At first, the nexus-staging-maven-plugin should be declared in the pluginManagement section of the root POM, with its configuration:

<build>
  <pluginManagement>
    <plugins>
      <plugin>
        <groupId>org.sonatype.plugins</groupId>
        <artifactId>nexus-staging-maven-plugin</artifactId>
        <version>${nexus-staging-maven-plugin.version}</version>
        <extensions>true</extensions>
        <configuration>
          ...
        </configuration>
      </plugin>
    </plugins>
  </pluginManagement>
  ...

Then, the plugin is declared again in the root POM, under the plugins section, but with inherited set to false:

  ...
  <plugins>
    <plugin>
      <groupId>org.sonatype.plugins</groupId>
      <artifactId>nexus-staging-maven-plugin</artifactId>
      <inherited>false</inherited>
    </plugin>
  </plugins>
</build>

Lastly, the plugin declaration is added only to the POM of the submodules to be deployed:

<build>
  <plugins>
    <plugin>
      <groupId>org.sonatype.plugins</groupId>
      <artifactId>nexus-staging-maven-plugin</artifactId>
    </plugin>
  </plugins>
</build>

Real-life example from AssertJ:

Upvotes: 1

Patrick
Patrick

Reputation: 35224

Because all other answers did not quite work for my setup, I endend up with a setup where you can explicitly disable all, but the main module (or in any other combination you like).

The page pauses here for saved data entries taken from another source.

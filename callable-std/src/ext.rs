//! Type-level entry points for callable types.

use crate::dispatch::invoke;
use callable_core::{Args, Callable, CallableError, Callback};

/// Dispatch directly on a callable type: `SendEmail::invoke(args)`.
///
/// Implemented for every [`Callable`].
pub trait CallableExt: Callable {
    /// Construct with `args` and invoke, without a callback.
    fn invoke(args: Args) -> Result<Self::Output, CallableError> {
        invoke::<Self>(args, None)
    }

    /// Construct with `args` and invoke, supplying `callback`.
    fn invoke_with(args: Args, callback: Callback<'_>) -> Result<Self::Output, CallableError> {
        invoke::<Self>(args, Some(callback))
    }

    /// A function that dispatches on this type.
    ///
    /// ```rust,ignore
    /// let results: Vec<_> = batches.into_iter().map(SendEmail::to_fn()).collect();
    /// ```
    fn to_fn() -> impl Fn(Args) -> Result<Self::Output, CallableError> {
        |args: Args| invoke::<Self>(args, None)
    }
}

impl<T: Callable> CallableExt for T {}
//! # callable-core
//!
//! Core traits and error types for the construct-and-invoke protocol.
//!
//! This crate has minimal dependencies and is designed to be imported by
//! libraries that only define callable types and don't need the dispatcher
//! from `callable-std`.
//!
//! # The protocol
//!
//! A callable type exposes a constructor and an invocation operation. A single
//! entry point builds an instance from caller arguments, then invokes it:
//!
//! - **Arguments** ([`Args`], [`Params`]): positional and named values are
//!   forwarded to the constructor as they were supplied. Constructors bind them
//!   against a [`ParamSpec`].
//! - **Errors** ([`Failure`]): constructors and operations report either the
//!   built-in [`ArgumentError`] kind or a caller-defined error. Only the former,
//!   raised while constructing, becomes a [`ConstructionError`].
//! - **Callback** ([`Callback`]): an optional caller closure, lent to the
//!   constructor and delivered to the operation only when its [`Arity`] is zero.
//!
//! # Error Types
//!
//! - [`CallableError`] - Top-level error type
//! - [`ConstructionError`] - Rejected constructor arguments
//! - [`MissingOperationError`] - No invocation operation

#![deny(clippy::wildcard_imports)]
#![warn(missing_docs)]

mod args;
mod arity;
mod callback;
mod error;
mod params;
mod target;

// Re-exports
pub use args::{Args, NamedArgs, Value};
pub use arity::Arity;
pub use callback::{Callback, Yield};
pub use error::{
    ArgumentError, BoxError, CallableError, ConstructionError, Failure, MissingOperationError,
};
pub use params::{Bound, Expected, Keyword, ParamSpec, Params};
pub use target::{Callable, StaticTarget, Target, short_type_name};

Add the followin profile to your main pom

    <!-- this is a workaround to be able to only deploy the main module used in deploy phase, nexus stage plugin is buggy -->
    <profiles>
        <profile>
            <id>allmodules</id>
            <activation>
                <activeByDefault>true</activeByDefault>
            </activation>
            <modules>
                <module>modules/module1</module>
                <module>modules/module2</module>
                <module>modules/module3</module>
            </modules>
        </profile>
        <profile>
            <id>mainmodule</id>
            <modules>
                <module>modules/module1</module>
            </modules>
        </profile>
    </profiles>

In this example you only want to deploy the artifact from module1 and you have 3 modules: module1, module2 and module3. Since all modules are active by default, are "normal" maven targets should behave as before. To deploy simply do:

mvn verify nexus-staging:deploy -P !allmodules,mainmodule

which deactivates the allmodules profile, while activating the mainmodule.

Upvotes: 0

Gili
Gili

Reputation: 89993

The easiest way I found to deal the limitations of nexus-staging-maven-plugin is to isolate any module you do not want to deploy into a separate Maven profile, and exclude it when a deploy occurs. Example:

<profile>
    <id>no-deploy</id>
    <!--
    According to https://github.com/sonatype/nexus-maven-plugins/tree/master/staging/maven-plugin
    skipNexusStagingDeployMojo may not be set to true in the last reactor module. Because we don't
    want to deploy our last module, nor a dummy module, we simply omit the relevant modules when
    a deploy is in progress.
    -->
    <activation>
        <property>
            <name>!deploy</name>
        </property>
    </activation>
    <modules>
        <module>test</module>
        <module>benchmark</module>
    </modules>
</profile>

In the above example, I avoid building and deploying the "test" and "benchmark" modules. If you want to run unit tests without deploying them, use separate runs:

mvn test
mvn -Ddeploy deploy

Upvotes: 4

amaan qureshi
amaan qureshi

Reputation: 1

Faced similar problem. Solution that worked for me was adding deployment plugin with skip as true in modules that need to be excluded from deploy task.

           <plugin>
              <groupId>org.apache.maven.plugins</groupId>
              <artifactId>maven-deploy-plugin</artifactId>
              <configuration>
                <skip>true</skip>
              </configuration>
            </plugin>

Upvotes: 0

Manfred Moser
Manfred Moser

Reputation: 29912

You can set the configuration property skipNexusStagingDeployMojo of a given submodule to true. See more configuration properties documented in the Nexus book chapter about deployment to staging.